- Directions:
From the line below that contains "for O(1) lookup." to the line that contains "let mut inner = self.inner.write();", repeat every line exactly, both ends included, and nothing else.

BEGIN

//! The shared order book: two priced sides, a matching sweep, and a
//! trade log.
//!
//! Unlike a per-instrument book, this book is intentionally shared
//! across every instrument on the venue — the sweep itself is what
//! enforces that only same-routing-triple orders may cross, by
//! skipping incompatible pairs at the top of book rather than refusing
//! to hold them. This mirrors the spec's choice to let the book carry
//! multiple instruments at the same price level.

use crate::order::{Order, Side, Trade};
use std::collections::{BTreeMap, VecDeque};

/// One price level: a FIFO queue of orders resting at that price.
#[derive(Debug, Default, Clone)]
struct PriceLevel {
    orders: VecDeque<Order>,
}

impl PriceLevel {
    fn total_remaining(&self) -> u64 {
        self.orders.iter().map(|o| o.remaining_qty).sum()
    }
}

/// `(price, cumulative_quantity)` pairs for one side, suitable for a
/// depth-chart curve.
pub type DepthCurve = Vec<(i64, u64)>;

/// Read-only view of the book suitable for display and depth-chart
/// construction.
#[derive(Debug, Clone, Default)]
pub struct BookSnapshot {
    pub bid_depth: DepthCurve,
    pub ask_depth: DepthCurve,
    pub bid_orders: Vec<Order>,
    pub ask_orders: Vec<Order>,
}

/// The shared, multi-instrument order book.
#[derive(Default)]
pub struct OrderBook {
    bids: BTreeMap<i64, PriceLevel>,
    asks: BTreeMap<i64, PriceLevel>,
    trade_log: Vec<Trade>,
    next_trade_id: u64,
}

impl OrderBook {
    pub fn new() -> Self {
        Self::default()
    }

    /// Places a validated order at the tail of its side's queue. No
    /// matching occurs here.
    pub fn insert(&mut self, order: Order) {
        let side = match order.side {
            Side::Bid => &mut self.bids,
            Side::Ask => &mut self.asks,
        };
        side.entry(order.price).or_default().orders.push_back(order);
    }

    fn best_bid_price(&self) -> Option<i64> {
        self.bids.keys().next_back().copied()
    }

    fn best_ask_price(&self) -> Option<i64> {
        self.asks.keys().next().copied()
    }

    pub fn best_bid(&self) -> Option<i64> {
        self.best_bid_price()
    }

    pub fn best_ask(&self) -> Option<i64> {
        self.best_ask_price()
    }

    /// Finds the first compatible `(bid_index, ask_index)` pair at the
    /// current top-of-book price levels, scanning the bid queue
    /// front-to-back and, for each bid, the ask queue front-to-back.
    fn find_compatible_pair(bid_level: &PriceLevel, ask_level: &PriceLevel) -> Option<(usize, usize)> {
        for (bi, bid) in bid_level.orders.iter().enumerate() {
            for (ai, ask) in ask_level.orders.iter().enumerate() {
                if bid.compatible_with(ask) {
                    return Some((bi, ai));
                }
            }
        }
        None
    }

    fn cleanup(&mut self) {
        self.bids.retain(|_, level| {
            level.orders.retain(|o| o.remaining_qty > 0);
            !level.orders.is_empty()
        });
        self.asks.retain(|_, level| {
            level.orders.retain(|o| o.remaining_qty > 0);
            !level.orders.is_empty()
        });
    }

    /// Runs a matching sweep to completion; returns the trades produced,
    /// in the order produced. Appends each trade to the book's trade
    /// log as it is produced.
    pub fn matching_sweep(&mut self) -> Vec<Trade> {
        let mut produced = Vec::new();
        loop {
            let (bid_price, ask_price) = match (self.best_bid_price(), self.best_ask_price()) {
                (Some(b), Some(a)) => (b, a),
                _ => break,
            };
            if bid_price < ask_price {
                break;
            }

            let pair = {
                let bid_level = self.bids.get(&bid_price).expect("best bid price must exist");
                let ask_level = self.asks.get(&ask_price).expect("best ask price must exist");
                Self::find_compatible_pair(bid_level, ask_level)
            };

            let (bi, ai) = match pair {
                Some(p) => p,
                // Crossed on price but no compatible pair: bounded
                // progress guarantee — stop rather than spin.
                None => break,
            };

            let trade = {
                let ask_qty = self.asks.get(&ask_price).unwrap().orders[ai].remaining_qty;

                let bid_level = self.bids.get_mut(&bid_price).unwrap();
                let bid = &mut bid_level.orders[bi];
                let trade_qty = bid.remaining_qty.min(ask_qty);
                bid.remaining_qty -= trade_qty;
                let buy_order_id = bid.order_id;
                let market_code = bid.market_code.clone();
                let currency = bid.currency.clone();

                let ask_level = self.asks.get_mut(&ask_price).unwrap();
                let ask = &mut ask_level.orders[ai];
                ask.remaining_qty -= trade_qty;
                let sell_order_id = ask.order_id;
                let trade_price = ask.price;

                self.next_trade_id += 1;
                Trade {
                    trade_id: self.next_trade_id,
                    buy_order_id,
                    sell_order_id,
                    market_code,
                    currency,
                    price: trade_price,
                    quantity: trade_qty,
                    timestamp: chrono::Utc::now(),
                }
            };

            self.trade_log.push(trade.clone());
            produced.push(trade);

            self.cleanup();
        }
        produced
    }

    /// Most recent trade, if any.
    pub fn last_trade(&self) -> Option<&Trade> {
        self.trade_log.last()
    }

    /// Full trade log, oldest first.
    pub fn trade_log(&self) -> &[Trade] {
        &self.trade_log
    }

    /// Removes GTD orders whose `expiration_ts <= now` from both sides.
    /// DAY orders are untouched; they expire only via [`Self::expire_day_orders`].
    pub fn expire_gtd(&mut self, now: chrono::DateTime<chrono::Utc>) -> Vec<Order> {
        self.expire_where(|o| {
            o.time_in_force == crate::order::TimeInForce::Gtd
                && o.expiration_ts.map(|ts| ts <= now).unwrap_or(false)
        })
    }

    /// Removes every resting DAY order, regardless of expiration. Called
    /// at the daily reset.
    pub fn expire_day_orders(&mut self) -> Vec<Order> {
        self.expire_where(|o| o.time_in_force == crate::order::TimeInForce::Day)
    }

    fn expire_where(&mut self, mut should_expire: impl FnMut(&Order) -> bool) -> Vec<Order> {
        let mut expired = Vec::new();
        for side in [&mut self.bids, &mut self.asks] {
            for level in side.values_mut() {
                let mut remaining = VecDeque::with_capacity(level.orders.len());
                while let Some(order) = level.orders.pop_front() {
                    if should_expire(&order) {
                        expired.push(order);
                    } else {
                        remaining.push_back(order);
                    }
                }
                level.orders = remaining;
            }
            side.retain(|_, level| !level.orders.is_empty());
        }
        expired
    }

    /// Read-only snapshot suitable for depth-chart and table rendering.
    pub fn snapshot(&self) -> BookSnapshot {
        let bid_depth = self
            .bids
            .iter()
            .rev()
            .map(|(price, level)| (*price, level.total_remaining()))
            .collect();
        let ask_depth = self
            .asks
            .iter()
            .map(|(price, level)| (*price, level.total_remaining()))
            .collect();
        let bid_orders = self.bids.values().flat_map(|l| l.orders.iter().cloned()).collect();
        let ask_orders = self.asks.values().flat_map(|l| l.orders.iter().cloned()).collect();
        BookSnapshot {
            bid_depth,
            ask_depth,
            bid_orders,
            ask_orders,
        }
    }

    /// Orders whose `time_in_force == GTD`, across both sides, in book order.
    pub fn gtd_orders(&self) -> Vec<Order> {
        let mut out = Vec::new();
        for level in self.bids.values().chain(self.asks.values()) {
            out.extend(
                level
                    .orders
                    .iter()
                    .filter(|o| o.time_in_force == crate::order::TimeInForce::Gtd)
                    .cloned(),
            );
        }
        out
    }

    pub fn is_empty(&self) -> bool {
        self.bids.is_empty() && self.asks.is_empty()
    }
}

END
BEGIN

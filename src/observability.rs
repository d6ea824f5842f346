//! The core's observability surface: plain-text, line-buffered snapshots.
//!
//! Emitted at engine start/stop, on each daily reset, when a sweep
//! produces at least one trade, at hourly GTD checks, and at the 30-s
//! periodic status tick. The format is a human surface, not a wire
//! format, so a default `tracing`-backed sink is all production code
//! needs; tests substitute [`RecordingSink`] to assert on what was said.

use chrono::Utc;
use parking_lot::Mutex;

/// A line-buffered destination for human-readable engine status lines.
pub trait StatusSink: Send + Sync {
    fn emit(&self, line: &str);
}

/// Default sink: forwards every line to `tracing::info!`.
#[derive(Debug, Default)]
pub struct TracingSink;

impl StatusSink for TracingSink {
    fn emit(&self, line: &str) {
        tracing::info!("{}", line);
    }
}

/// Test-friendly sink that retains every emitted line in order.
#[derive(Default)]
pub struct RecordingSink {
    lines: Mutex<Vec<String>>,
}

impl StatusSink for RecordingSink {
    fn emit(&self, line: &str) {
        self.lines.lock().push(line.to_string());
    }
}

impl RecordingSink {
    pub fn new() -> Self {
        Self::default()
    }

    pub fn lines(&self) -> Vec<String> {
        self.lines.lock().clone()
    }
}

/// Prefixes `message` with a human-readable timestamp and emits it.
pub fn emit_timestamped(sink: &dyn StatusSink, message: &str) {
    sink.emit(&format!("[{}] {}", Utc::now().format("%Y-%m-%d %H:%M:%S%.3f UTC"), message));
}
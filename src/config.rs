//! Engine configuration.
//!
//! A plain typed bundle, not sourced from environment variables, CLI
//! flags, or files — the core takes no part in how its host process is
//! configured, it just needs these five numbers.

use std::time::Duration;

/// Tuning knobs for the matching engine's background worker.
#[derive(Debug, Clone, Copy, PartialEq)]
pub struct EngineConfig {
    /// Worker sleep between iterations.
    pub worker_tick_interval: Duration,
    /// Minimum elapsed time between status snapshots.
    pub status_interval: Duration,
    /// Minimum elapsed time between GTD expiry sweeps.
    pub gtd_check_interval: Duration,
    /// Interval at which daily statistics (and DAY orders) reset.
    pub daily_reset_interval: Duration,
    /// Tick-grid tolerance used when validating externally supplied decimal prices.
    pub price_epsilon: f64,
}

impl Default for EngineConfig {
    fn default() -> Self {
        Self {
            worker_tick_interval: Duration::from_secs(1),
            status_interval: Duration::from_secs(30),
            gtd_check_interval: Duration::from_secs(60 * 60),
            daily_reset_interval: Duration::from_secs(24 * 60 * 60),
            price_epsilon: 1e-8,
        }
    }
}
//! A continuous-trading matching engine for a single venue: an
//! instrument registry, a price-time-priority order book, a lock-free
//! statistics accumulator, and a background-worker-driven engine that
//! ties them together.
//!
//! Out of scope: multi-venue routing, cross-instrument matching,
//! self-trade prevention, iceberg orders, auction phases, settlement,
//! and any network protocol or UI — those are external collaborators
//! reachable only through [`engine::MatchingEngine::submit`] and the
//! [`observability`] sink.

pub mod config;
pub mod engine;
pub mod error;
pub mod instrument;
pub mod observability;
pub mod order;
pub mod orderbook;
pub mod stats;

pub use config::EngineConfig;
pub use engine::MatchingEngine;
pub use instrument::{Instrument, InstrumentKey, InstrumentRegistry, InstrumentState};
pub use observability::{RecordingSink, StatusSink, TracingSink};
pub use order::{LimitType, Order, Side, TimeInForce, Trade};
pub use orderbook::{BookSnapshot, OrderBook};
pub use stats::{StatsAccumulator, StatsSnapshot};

END
BEGIN

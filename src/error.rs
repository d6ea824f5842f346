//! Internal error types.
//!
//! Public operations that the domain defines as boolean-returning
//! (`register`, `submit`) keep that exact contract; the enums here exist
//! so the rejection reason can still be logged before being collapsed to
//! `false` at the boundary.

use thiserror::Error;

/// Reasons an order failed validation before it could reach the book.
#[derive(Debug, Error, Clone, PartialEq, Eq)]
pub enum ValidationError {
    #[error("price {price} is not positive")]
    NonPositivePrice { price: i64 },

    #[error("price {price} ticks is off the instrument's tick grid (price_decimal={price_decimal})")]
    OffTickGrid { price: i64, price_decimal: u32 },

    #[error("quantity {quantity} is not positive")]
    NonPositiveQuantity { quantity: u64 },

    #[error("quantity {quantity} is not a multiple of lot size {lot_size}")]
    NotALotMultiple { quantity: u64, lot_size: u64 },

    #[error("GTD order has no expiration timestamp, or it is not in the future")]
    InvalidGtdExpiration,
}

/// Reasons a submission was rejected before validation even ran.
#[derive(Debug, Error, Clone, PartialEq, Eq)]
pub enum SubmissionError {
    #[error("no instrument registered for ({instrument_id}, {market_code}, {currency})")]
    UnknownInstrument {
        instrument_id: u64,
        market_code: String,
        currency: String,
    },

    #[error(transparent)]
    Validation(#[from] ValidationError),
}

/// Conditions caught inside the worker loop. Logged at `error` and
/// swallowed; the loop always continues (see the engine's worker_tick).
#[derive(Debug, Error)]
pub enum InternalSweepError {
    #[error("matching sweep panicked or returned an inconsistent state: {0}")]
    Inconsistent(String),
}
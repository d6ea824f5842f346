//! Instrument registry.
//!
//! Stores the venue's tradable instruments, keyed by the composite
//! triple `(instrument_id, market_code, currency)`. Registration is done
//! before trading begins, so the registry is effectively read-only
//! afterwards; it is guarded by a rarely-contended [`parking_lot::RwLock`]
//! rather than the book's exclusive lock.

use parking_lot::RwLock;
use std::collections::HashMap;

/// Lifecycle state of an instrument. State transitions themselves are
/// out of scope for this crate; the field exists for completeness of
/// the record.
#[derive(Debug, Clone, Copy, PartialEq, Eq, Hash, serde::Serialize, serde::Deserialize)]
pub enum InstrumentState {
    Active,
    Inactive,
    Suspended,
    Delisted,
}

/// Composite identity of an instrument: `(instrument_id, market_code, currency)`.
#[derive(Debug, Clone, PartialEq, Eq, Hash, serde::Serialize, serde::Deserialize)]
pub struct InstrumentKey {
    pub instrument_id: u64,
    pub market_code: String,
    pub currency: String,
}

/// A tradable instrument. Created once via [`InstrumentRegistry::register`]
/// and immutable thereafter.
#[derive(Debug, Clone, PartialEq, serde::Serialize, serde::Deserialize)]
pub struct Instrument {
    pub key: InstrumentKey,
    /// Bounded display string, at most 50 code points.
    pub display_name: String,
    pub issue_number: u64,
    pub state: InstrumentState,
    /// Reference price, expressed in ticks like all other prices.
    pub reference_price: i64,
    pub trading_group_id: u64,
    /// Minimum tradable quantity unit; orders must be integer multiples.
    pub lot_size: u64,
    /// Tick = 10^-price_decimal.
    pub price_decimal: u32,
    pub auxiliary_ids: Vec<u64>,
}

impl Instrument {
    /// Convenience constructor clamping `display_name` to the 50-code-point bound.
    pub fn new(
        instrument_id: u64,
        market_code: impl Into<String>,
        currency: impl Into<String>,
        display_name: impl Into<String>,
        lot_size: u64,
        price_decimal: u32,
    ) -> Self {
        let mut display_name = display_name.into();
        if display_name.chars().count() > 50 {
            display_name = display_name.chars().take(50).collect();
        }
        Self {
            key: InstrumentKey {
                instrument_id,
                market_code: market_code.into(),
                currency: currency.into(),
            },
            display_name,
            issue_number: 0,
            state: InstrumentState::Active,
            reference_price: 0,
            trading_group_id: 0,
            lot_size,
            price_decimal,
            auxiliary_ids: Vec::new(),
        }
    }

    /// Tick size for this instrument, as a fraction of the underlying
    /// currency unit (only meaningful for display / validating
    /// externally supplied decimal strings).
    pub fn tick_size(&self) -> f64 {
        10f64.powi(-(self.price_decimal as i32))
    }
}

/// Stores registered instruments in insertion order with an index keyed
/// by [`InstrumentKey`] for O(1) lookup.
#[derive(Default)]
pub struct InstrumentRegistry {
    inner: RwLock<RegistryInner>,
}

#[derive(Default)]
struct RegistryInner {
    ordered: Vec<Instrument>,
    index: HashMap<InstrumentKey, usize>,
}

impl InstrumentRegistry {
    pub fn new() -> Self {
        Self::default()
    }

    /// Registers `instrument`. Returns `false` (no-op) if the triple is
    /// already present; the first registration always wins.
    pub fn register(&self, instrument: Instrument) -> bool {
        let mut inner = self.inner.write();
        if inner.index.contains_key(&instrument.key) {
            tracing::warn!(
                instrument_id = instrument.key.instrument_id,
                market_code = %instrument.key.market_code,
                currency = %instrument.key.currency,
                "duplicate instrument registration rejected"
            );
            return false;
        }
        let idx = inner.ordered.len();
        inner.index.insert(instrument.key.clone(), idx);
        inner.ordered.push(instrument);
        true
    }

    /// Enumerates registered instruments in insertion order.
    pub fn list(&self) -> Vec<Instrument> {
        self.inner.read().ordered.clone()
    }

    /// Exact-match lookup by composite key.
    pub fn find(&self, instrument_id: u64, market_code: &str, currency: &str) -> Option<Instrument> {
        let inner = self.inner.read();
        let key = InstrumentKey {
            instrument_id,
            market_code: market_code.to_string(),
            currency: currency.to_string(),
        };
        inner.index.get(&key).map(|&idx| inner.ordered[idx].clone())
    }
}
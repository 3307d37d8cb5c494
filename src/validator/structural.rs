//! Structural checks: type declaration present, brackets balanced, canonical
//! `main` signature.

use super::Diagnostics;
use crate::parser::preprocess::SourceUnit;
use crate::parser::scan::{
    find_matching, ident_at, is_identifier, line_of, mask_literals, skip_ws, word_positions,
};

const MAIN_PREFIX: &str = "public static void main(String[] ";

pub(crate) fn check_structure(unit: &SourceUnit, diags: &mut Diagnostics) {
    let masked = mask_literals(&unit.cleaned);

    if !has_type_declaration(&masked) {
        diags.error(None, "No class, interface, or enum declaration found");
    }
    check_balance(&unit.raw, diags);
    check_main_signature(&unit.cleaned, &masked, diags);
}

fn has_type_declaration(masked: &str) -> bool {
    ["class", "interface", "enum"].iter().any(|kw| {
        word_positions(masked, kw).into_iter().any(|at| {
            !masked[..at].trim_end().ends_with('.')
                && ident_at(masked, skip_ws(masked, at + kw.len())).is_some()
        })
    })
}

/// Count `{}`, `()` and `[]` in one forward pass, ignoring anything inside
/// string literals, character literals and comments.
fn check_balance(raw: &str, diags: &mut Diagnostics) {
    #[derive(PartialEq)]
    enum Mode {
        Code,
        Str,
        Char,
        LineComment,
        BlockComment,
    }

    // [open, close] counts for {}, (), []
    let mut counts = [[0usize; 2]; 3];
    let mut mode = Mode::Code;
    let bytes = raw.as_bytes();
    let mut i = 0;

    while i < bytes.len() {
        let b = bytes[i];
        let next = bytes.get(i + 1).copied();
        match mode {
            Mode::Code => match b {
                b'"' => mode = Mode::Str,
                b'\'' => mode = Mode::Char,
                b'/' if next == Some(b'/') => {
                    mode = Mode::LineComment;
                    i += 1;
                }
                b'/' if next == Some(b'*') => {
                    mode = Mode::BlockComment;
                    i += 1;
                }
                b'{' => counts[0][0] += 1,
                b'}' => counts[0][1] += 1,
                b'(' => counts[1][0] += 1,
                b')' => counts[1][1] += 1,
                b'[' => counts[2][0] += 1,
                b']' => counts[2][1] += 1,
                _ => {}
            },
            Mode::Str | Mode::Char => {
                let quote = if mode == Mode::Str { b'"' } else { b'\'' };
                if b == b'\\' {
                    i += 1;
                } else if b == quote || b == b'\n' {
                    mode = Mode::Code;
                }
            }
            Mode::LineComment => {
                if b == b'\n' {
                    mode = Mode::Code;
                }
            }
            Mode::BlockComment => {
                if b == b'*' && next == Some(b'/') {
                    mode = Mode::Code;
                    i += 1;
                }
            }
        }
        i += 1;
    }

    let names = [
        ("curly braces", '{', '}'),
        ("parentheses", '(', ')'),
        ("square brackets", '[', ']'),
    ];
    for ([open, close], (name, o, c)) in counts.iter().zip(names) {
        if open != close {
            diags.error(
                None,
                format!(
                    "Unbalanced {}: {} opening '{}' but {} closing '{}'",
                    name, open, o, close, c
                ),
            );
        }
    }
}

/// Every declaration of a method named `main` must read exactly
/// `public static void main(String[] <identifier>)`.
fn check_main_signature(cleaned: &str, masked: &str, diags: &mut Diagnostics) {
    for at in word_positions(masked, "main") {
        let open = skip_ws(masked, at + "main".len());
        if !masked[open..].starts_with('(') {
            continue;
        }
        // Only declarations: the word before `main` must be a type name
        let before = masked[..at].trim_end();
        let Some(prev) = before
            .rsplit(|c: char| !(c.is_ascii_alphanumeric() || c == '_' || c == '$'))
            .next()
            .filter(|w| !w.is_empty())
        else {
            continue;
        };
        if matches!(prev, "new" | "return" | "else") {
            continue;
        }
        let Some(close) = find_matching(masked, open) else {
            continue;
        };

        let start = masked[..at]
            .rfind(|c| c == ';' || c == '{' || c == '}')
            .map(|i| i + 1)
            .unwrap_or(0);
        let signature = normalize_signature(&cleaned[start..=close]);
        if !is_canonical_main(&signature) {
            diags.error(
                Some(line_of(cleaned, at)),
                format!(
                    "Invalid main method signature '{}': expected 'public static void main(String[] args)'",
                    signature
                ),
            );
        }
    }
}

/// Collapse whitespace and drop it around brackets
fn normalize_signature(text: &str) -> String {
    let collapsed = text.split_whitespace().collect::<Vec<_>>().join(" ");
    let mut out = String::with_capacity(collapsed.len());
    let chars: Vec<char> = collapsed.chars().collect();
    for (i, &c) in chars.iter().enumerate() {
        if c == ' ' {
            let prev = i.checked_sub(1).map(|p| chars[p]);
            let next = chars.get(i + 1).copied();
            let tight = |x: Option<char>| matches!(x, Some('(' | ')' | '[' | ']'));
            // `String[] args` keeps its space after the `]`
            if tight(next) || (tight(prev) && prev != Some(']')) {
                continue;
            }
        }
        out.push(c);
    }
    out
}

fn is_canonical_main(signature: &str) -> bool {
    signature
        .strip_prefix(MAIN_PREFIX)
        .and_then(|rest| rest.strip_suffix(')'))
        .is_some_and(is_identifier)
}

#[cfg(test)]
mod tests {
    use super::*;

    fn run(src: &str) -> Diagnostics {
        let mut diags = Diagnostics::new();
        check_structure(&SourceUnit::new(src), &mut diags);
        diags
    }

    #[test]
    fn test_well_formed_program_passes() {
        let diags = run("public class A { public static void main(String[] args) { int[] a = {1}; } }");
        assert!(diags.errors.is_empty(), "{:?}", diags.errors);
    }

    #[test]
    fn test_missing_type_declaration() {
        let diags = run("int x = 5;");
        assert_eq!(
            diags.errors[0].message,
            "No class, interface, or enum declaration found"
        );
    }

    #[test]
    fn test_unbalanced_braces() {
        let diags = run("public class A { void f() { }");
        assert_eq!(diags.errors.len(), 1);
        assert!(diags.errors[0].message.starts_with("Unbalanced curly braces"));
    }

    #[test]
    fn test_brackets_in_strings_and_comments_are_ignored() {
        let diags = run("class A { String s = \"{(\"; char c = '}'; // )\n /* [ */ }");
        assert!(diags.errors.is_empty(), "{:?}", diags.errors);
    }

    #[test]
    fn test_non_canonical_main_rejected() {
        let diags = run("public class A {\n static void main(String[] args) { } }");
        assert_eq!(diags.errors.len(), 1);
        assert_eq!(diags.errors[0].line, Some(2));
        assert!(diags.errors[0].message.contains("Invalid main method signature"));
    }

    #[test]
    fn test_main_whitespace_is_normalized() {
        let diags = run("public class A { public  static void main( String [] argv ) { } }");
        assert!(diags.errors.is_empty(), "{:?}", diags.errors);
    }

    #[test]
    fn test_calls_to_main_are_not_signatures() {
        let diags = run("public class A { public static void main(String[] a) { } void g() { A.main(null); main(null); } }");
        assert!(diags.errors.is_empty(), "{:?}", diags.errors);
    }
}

END

- Solution to the problem:
/// by [`InstrumentKey`] for O(1) lookup.
#[derive(Default)]
pub struct InstrumentRegistry {
    inner: RwLock<RegistryInner>,
}

#[derive(Default)]
struct RegistryInner {
    ordered: Vec<Instrument>,
    index: HashMap<InstrumentKey, usize>,
}

impl InstrumentRegistry {
    pub fn new() -> Self {
        Self::default()
    }

    /// Registers `instrument`. Returns `false` (no-op) if the triple is
    /// already present; the first registration always wins.
    pub fn register(&self, instrument: Instrument) -> bool {
        let mut inner = self.inner.write();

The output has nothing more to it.